27.To buttress this point counsel cited the case of S v Makwanyane 1995 (3) SA 391 CC where it was held that the limitation of constitutional rights for a purpose that is reasonable and necessary in a democratic society involves the weighing up of competing values, and ultimately an assessment based on proportionality. Additional reliance was placed on the case of S v Bhulwana 1996 (1) SA 388 (CC) and Arnold Keith August and another v Electoral Commission and others CCT 8/99 [1999] ZACC 3.
28.Counsel argues that the 1st respondent’s arguments on the reason why the right has been curtailed is a deliberate unconstitutional road block to deny prisoners their fundamental right to vote and to exercise that right to the greatest extent possible in view of their vulnerable positions.
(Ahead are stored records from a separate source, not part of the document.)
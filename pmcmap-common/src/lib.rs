//! # PMCMAP Common Library
//!
//! Shared code for the pmcmap crates:
//! - Error and result types
//! - Configuration loading and resolution

pub mod config;
pub mod error;

pub use config::Config;
pub use error::{Error, Result};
29.On the third issue, counsel submits that the 1st respondent claims that the realization of prisoners’ right to vote is progressive in nature was erroneously endorsed in the enactment of section 24(2)(ba) of the Independent Electoral and Boundaries Act. His argument is that this section is unconstitutional, null and void to the extent that it provides that the right to vote of prisoners should be realized progressively. This position is based on the fact that the section is at variance with article 82(1)(e) of the Constitution which categorically refers to the progressive registration of voters realization of the right to vote only in relation to citizens residing outside Kenya.
30.In support of this reliance was placed on the Judgment No 34 of 2017 - Godfrey Malembeka v The Attorney-General and The Electoral Commission of Zambia where it was held that Parliament cannot disqualify a person from registering as a voter and from voting only because the person is in lawful custody or has their freedom of movement restricted under a written law at the date of the election. To this end counsel submits that the petitioner is entitled to the reliefs sought.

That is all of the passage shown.